• **Problem**: Across the entries below, tally every line that holds the word "PasswordValidation". Give only the tally.

═══ Given records

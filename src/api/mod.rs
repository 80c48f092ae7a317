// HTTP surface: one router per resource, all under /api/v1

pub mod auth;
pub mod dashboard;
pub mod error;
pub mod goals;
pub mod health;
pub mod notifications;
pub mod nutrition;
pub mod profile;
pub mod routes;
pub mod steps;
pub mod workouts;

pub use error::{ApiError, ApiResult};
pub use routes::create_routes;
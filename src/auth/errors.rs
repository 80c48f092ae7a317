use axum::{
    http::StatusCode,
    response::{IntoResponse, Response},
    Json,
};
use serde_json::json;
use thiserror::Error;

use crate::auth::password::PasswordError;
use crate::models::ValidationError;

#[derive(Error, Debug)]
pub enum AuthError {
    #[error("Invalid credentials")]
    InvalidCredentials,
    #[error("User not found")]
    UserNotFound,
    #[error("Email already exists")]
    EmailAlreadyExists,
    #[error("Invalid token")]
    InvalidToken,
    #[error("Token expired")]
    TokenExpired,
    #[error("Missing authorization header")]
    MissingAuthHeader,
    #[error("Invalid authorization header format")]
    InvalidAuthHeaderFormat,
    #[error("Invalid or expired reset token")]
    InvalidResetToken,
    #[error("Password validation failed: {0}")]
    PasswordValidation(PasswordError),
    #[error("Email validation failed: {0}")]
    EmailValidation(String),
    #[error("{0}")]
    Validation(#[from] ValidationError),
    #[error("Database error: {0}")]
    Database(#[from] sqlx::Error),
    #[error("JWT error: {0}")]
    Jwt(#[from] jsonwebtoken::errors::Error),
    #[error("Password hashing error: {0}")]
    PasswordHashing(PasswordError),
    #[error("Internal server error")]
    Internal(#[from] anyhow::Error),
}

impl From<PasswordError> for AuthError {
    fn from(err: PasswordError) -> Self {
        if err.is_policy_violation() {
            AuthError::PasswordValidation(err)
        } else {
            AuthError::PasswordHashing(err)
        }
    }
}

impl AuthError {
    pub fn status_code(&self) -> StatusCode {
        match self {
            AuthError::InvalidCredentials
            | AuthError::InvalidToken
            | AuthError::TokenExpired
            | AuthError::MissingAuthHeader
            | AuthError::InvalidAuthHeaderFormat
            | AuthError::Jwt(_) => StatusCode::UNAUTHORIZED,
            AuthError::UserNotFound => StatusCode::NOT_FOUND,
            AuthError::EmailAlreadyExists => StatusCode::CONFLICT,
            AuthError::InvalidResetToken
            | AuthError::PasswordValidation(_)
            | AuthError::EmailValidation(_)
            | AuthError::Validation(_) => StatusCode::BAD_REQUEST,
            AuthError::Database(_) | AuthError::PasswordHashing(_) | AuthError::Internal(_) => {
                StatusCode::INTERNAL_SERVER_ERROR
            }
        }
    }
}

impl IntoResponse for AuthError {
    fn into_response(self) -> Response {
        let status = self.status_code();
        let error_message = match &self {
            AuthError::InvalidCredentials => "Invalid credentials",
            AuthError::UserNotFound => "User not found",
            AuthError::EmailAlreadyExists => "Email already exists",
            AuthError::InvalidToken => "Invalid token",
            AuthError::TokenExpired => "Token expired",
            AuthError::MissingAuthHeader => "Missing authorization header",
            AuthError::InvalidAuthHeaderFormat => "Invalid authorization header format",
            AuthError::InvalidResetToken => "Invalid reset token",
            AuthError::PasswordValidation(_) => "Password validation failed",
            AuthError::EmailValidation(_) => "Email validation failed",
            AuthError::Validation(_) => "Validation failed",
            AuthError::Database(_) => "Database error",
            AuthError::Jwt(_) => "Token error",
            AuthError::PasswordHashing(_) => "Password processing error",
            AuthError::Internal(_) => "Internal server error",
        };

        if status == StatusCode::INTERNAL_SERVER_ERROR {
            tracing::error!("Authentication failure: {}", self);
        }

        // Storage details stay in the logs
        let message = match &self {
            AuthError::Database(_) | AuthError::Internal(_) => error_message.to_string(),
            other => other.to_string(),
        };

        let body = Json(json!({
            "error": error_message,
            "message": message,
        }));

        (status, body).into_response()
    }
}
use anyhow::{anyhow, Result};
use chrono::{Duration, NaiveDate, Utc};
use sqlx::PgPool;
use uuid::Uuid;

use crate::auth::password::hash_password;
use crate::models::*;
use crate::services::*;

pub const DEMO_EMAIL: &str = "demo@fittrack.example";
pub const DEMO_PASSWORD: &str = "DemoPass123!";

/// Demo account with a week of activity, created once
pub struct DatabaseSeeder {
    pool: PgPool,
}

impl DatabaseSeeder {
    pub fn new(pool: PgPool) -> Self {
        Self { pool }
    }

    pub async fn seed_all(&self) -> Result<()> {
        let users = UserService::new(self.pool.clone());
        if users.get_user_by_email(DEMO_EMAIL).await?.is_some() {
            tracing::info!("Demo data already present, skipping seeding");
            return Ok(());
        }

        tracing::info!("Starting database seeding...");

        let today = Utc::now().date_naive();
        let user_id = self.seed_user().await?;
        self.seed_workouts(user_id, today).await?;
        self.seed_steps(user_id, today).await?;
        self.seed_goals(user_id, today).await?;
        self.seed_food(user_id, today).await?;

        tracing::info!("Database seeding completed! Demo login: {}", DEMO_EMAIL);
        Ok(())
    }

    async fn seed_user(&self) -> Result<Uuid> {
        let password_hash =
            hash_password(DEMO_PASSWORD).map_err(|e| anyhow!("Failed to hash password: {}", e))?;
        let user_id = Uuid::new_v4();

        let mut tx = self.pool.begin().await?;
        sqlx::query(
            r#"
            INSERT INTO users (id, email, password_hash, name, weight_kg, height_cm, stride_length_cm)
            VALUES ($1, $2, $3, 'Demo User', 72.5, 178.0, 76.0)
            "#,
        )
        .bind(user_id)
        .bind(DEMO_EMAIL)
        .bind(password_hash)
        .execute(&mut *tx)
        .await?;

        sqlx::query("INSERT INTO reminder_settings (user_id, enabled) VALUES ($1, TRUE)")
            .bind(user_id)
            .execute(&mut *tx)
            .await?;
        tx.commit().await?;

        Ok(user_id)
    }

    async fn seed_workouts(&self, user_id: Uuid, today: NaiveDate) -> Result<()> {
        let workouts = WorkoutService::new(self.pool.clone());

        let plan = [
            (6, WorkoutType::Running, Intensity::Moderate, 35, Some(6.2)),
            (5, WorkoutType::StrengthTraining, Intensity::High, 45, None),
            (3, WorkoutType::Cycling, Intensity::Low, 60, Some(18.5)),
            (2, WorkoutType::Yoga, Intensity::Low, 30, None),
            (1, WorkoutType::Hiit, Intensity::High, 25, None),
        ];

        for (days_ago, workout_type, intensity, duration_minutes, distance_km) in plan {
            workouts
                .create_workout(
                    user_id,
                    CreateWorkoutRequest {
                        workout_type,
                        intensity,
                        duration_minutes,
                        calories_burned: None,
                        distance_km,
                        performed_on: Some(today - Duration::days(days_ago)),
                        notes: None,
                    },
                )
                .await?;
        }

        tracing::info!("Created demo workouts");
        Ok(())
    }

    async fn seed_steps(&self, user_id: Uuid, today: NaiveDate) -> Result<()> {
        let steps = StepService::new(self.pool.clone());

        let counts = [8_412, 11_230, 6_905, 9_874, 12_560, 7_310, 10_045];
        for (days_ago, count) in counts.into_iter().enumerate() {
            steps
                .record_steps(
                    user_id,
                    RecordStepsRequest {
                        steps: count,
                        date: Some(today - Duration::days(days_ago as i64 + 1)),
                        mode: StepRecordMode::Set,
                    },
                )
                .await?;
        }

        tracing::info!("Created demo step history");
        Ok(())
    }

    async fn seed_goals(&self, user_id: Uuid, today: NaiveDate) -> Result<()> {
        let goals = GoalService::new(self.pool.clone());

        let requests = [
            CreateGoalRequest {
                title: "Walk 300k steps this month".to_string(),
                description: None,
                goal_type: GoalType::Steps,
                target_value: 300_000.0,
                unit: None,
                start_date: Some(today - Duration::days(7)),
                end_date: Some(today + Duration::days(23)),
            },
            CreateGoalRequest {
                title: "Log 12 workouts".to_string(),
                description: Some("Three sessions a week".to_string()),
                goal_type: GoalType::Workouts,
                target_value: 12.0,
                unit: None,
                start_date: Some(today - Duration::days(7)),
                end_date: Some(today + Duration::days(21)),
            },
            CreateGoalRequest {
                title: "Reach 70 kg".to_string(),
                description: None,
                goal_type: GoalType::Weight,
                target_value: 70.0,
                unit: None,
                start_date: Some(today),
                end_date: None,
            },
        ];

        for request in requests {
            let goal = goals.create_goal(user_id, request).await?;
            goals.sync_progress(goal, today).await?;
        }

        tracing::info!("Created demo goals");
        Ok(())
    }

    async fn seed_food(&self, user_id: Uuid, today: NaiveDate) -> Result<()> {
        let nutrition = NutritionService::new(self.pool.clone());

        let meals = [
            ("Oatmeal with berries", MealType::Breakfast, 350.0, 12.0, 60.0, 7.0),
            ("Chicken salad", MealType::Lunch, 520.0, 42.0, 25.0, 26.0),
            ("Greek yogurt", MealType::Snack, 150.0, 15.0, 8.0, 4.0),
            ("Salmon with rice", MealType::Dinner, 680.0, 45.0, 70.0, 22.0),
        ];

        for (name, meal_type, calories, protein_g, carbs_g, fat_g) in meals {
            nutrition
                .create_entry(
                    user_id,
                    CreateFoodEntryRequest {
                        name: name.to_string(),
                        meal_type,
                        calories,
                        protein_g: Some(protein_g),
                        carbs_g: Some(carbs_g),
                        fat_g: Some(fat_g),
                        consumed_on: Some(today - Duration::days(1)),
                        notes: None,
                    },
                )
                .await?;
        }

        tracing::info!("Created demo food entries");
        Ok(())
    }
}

══════

• **Output of the task**: 4